| EXERCISE DETAILS |
Only lines that contain the word "Built" are to be returned from the data below.

| RECORD EXTRACTS |

//! Per-role worker behaviour
//!
//! Workers alternate between collecting from their bound supply point and
//! delivering to a role-specific target. Anything that cannot finish in the
//! current step leaves the worker in a [`WaitState`] for the next.

use serde::{Deserialize, Serialize};

use crate::{
    config::RelayConfig,
    geometry::Position,
    relay::{relay_role, RelayRole},
    roles::{BodyPart, Role},
    world::{
        ConstructionSite, Defense, PointId, SiteKind, Storage, StorageKind, WorkerUnit, Zone,
    },
};

/// Progress needed to leave each development level.
pub const LEVEL_PROGRESS: [u64; 7] = [
    200, 45_000, 135_000, 405_000, 1_215_000, 3_645_000, 10_935_000,
];
pub const MAX_LEVEL: u32 = 8;

const HARVEST_PER_WORK: u32 = 2;
const BUILD_PER_WORK: u32 = 5;
const UPGRADE_PER_WORK: u32 = 1;
const FIELD_BUFFER_REACH: u32 = 3;
const FIELD_BUFFER_CAPACITY: u32 = 2_000;
const RELAY_CAPACITY: u32 = 800;
const DEFENSE_HITS: u32 = 1_000;
const EXTENSION_CAPACITY: u32 = 50;

#[derive(Debug, Clone, Copy, PartialEq, Eq, Serialize, Deserialize)]
#[serde(rename_all = "snake_case")]
pub enum WaitState {
    /// No binding yet, or the bound point vanished this step.
    Unbound,
    /// The bound point holds no energy; the binding is kept.
    SupplyEmpty,
    NoDeliveryTarget,
    Unreachable,
}

#[derive(Debug, Clone, Copy, PartialEq, Eq)]
pub enum MoveOutcome {
    Ongoing,
    Arrived,
    Unreachable,
}

pub trait Movement {
    fn move_toward(&mut self, worker: &mut WorkerUnit, target: Position) -> MoveOutcome;
}

/// One tile per step; adjacent counts as arrived.
#[derive(Debug, Clone, Copy, Default)]
pub struct GridMovement;

impl Movement for GridMovement {
    fn move_toward(&mut self, worker: &mut WorkerUnit, target: Position) -> MoveOutcome {
        if !target.in_bounds() {
            return MoveOutcome::Unreachable;
        }
        if worker.position.distance(target) <= 1 {
            return MoveOutcome::Arrived;
        }
        worker.position = worker.position.step_toward(target);
        MoveOutcome::Ongoing
    }
}

#[derive(Debug, Clone, Copy, PartialEq, Eq)]
pub enum Activity {
    Moving,
    Waiting(WaitState),
    Harvested(u32),
    Collected(u32),
    Delivered(u32),
    Built {
        amount: u32,
        completed: Option<SiteKind>,
    },
    Upgraded {
        amount: u32,
        leveled_up: bool,
    },
    Claimed,
}

#[derive(Debug, Clone, Copy, PartialEq, Eq)]
enum Target {
    Relay(PointId),
    Storage(PointId),
    Facility,
    Site(PointId),
    Controller,
}

/// Runs one step of `worker`'s role inside its home zone.
pub fn perform(
    worker: &mut WorkerUnit,
    zone: &mut Zone,
    movement: &mut dyn Movement,
    relay: &RelayConfig,
) -> Activity {
    if worker.delivering && worker.load == 0 {
        worker.delivering = false;
    }
    if !worker.delivering && worker.load > 0 && worker.free() == 0 {
        worker.delivering = true;
    }

    let activity = match worker.role {
        Role::Claimer => claim(worker, zone, movement),
        _ if worker.delivering => deliver(worker, zone, movement, relay),
        _ => collect(worker, zone, movement),
    };

    worker.wait = match activity {
        Activity::Waiting(state) => Some(state),
        _ => None,
    };
    if worker.load > 0 && worker.free() == 0 {
        worker.delivering = true;
    }
    activity
}

fn claim(worker: &mut WorkerUnit, zone: &mut Zone, movement: &mut dyn Movement) -> Activity {
    let Some(target) = zone.expansion.as_ref().filter(|target| !target.claimed) else {
        return Activity::Waiting(WaitState::NoDeliveryTarget);
    };
    let position = target.position;
    match movement.move_toward(worker, position) {
        MoveOutcome::Ongoing => Activity::Moving,
        MoveOutcome::Unreachable => Activity::Waiting(WaitState::Unreachable),
        MoveOutcome::Arrived => {
            if worker.body.count(BodyPart::Claim) == 0 {
                return Activity::Waiting(WaitState::NoDeliveryTarget);
            }
            if let Some(target) = zone.expansion.as_mut() {
                target.claimed = true;
            }
            Activity::Claimed
        }
    }
}

fn collect(worker: &mut WorkerUnit, zone: &mut Zone, movement: &mut dyn Movement) -> Activity {
    let Some(point) = worker.binding else {
        return Activity::Waiting(WaitState::Unbound);
    };
    let Some(position) = zone.point_position(point) else {
        return Activity::Waiting(WaitState::Unbound);
    };
    if worker.role == Role::ReservoirHauler
        && zone.facility.as_ref().map_or(true, |facility| facility.free() == 0)
    {
        return Activity::Waiting(WaitState::NoDeliveryTarget);
    }

    match movement.move_toward(worker, position) {
        MoveOutcome::Ongoing => return Activity::Moving,
        MoveOutcome::Unreachable => return Activity::Waiting(WaitState::Unreachable),
        MoveOutcome::Arrived => {}
    }

    let free = worker.free();
    let activity = if let Some(node) = zone.nodes.iter_mut().find(|node| node.id == point) {
        let amount = (worker.body.count(BodyPart::Work) * HARVEST_PER_WORK)
            .min(node.amount)
            .min(free);
        node.amount -= amount;
        worker.load += amount;
        if amount == 0 {
            Activity::Waiting(WaitState::SupplyEmpty)
        } else {
            Activity::Harvested(amount)
        }
    } else {
        let stock = zone
            .storages
            .iter_mut()
            .find(|storage| storage.id == point)
            .map(|storage| &mut storage.amount)
            .or_else(|| {
                zone.relays
                    .iter_mut()
                    .find(|relay| relay.id == point)
                    .map(|relay| &mut relay.amount)
            });
        match stock {
            Some(stock) => {
                let amount = (*stock).min(free);
                *stock -= amount;
                worker.load += amount;
                if amount == 0 {
                    Activity::Waiting(WaitState::SupplyEmpty)
                } else {
                    Activity::Collected(amount)
                }
            }
            None => Activity::Waiting(WaitState::Unbound),
        }
    };

    if activity == Activity::Waiting(WaitState::SupplyEmpty) && worker.load > 0 {
        worker.delivering = true;
    }
    activity
}

fn has_room(zone: &Zone, target: Target) -> bool {
    match target {
        Target::Facility => zone.facility.as_ref().is_some_and(|f| f.free() > 0),
        Target::Storage(id) => zone.storage(id).is_some_and(|s| s.free() > 0),
        Target::Relay(id) => zone.relay(id).is_some_and(|r| r.free() > 0),
        Target::Site(id) => zone.sites.iter().any(|site| site.id == id),
        Target::Controller => true,
    }
}

fn nearest<'a, T>(
    items: impl Iterator<Item = &'a T>,
    origin: Position,
    position: impl Fn(&T) -> Position,
) -> Option<&'a T>
where
    T: 'a,
{
    items.min_by_key(|item| position(item).distance(origin))
}

fn gatherer_target(worker: &WorkerUnit, zone: &Zone, relay: &RelayConfig) -> Option<Target> {
    let origin = worker
        .binding
        .and_then(|point| zone.point_position(point))
        .unwrap_or(worker.position);
    let nodes = zone.node_positions();

    let relay_target = nearest(
        zone.relays.iter().filter(|r| {
            r.free() > 0
                && r.position.within(origin, relay.source_radius)
                && relay_role(r.position, &nodes, relay.source_radius) == RelayRole::SourceSide
        }),
        origin,
        |r| r.position,
    )
    .map(|r| Target::Relay(r.id));
    if relay_target.is_some() {
        return relay_target;
    }

    let buffer = nearest(
        zone.field_buffers()
            .filter(|s| s.free() > 0 && s.position.within(origin, FIELD_BUFFER_REACH)),
        origin,
        |s| s.position,
    )
    .map(|s| Target::Storage(s.id));
    if buffer.is_some() {
        return buffer;
    }

    hub_target(zone, None)
}

/// Facility first, then the reservoir unless it is the worker's own supply.
fn hub_target(zone: &Zone, bound: Option<PointId>) -> Option<Target> {
    if has_room(zone, Target::Facility) {
        return Some(Target::Facility);
    }
    zone.reservoir()
        .filter(|reservoir| reservoir.free() > 0 && Some(reservoir.id) != bound)
        .map(|reservoir| Target::Storage(reservoir.id))
}

fn target_position(zone: &Zone, target: Target) -> Option<Position> {
    match target {
        Target::Facility => zone.facility.as_ref().map(|facility| facility.position),
        Target::Controller => Some(zone.controller),
        Target::Storage(id) | Target::Relay(id) | Target::Site(id) => zone.point_position(id),
    }
}

fn deliver(
    worker: &mut WorkerUnit,
    zone: &mut Zone,
    movement: &mut dyn Movement,
    relay: &RelayConfig,
) -> Activity {
    let target = match worker.role {
        Role::Gatherer => gatherer_target(worker, zone, relay),
        Role::FieldHauler | Role::RelayHauler | Role::ReservoirHauler => {
            hub_target(zone, worker.binding)
        }
        Role::Builder => nearest(zone.sites.iter(), worker.position, |site| site.position)
            .map(|site| Target::Site(site.id))
            .or(Some(Target::Controller)),
        Role::Upgrader => Some(Target::Controller),
        Role::Claimer => None,
    };
    let Some(target) = target else {
        return Activity::Waiting(WaitState::NoDeliveryTarget);
    };
    let Some(position) = target_position(zone, target) else {
        return Activity::Waiting(WaitState::NoDeliveryTarget);
    };

    match movement.move_toward(worker, position) {
        MoveOutcome::Ongoing => Activity::Moving,
        MoveOutcome::Unreachable => Activity::Waiting(WaitState::Unreachable),
        MoveOutcome::Arrived => match target {
            Target::Site(id) => build(worker, zone, id),
            Target::Controller => upgrade(worker, zone),
            _ => transfer(worker, zone, target),
        },
    }
}

fn transfer(worker: &mut WorkerUnit, zone: &mut Zone, target: Target) -> Activity {
    let slot = match target {
        Target::Facility => zone
            .facility
            .as_mut()
            .map(|facility| (&mut facility.energy, facility.capacity)),
        Target::Storage(id) => zone
            .storages
            .iter_mut()
            .find(|storage| storage.id == id)
            .map(|storage| (&mut storage.amount, storage.capacity)),
        Target::Relay(id) => zone
            .relays
            .iter_mut()
            .find(|relay| relay.id == id)
            .map(|relay| (&mut relay.amount, relay.capacity)),
        Target::Site(_) | Target::Controller => None,
    };
    let Some((amount, capacity)) = slot else {
        return Activity::Waiting(WaitState::NoDeliveryTarget);
    };
    let moved = worker.load.min(capacity.saturating_sub(*amount));
    if moved == 0 {
        return Activity::Waiting(WaitState::NoDeliveryTarget);
    }
    *amount += moved;
    worker.load -= moved;
    Activity::Delivered(moved)
}

fn build(worker: &mut WorkerUnit, zone: &mut Zone, site_id: PointId) -> Activity {
    let Some(index) = zone.sites.iter().position(|site| site.id == site_id) else {
        return Activity::Waiting(WaitState::NoDeliveryTarget);
    };
    let site = &mut zone.sites[index];
    let amount = (worker.body.count(BodyPart::Work) * BUILD_PER_WORK)
        .min(worker.load)
        .min(site.required.saturating_sub(site.progress));
    if amount == 0 && site.progress < site.required {
        return Activity::Waiting(WaitState::NoDeliveryTarget);
    }
    site.progress += amount;
    worker.load -= amount;

    let completed = if site.progress >= site.required {
        let site = zone.sites.remove(index);
        complete_site(zone, &site);
        Some(site.kind)
    } else {
        None
    };
    Activity::Built { amount, completed }
}

fn complete_site(zone: &mut Zone, site: &ConstructionSite) {
    match site.kind {
        SiteKind::FieldBuffer => zone.storages.push(Storage {
            id: site.id,
            kind: StorageKind::FieldBuffer,
            position: site.position,
            amount: 0,
            capacity: FIELD_BUFFER_CAPACITY,
        }),
        SiteKind::Relay => zone.relays.push(crate::relay::Relay {
            id: site.id,
            position: site.position,
            amount: 0,
            capacity: RELAY_CAPACITY,
            cooldown: 0,
        }),
        SiteKind::Defense => zone.defenses.push(Defense {
            id: site.id,
            position: site.position,
            hits: DEFENSE_HITS,
            max_hits: DEFENSE_HITS,
        }),
        SiteKind::Extension => {
            if let Some(facility) = zone.facility.as_mut() {
                facility.capacity += EXTENSION_CAPACITY;
            }
        }
    }
}

fn upgrade(worker: &mut WorkerUnit, zone: &mut Zone) -> Activity {
    let amount = (worker.body.count(BodyPart::Work) * UPGRADE_PER_WORK).min(worker.load);
    if amount == 0 {
        return Activity::Waiting(WaitState::NoDeliveryTarget);
    }
    worker.load -= amount;
    if zone.level >= MAX_LEVEL {
        return Activity::Upgraded {
            amount,
            leveled_up: false,
        };
    }
    zone.progress += amount as u64;
    let needed = LEVEL_PROGRESS[(zone.level.max(1) - 1) as usize];
    let leveled_up = zone.progress >= needed;
    if leveled_up {
        zone.progress -= needed;
        zone.level += 1;
    }
    Activity::Upgraded { amount, leveled_up }
}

| REPLY |
    Built {
    Activity::Built { amount, completed }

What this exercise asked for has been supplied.